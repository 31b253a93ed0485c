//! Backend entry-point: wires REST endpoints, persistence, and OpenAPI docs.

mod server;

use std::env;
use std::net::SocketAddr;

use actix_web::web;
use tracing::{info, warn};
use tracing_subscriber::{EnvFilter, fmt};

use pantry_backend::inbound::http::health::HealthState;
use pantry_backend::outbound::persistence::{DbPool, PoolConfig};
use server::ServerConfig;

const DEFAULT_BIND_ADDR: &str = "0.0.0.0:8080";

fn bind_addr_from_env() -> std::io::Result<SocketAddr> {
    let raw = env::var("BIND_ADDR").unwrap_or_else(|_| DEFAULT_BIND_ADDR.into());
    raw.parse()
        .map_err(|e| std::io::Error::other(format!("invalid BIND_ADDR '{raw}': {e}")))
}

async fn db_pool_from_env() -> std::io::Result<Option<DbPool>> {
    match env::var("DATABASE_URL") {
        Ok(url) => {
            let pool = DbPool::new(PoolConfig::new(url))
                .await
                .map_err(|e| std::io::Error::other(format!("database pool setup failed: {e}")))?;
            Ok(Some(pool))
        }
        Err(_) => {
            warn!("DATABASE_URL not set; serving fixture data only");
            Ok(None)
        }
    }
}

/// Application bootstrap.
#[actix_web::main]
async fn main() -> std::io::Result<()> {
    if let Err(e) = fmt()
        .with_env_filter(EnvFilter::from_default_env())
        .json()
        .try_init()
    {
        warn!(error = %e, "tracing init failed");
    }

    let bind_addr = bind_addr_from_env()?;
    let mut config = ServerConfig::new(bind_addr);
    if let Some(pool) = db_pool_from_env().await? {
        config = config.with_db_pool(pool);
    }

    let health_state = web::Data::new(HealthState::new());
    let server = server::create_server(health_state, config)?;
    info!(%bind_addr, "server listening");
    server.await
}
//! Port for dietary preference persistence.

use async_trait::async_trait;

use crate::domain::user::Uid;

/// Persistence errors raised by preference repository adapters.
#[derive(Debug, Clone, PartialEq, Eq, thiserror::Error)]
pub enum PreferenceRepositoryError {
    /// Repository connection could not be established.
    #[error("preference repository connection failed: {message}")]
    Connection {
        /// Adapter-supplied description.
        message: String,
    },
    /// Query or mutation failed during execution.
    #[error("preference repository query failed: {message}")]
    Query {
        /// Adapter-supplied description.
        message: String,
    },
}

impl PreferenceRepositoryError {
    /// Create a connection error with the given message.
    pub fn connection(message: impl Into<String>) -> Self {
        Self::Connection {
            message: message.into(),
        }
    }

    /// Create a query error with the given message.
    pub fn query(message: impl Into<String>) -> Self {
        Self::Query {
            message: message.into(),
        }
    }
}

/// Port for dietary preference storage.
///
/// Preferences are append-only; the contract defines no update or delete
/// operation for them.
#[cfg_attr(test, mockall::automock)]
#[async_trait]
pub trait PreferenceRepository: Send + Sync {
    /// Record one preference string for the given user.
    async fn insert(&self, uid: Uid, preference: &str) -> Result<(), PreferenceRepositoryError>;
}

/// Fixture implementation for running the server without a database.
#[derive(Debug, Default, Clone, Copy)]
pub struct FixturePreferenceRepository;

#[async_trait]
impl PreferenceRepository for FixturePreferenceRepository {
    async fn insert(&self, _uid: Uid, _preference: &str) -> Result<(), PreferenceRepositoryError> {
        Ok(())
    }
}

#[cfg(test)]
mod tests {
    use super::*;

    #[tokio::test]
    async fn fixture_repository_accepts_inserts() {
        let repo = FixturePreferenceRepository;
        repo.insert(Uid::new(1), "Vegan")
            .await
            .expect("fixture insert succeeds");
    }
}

####

If a line in the records holds the string "FixturePreferenceRepository", copy it.

pub struct FixturePreferenceRepository;
impl PreferenceRepository for FixturePreferenceRepository {
        let repo = FixturePreferenceRepository;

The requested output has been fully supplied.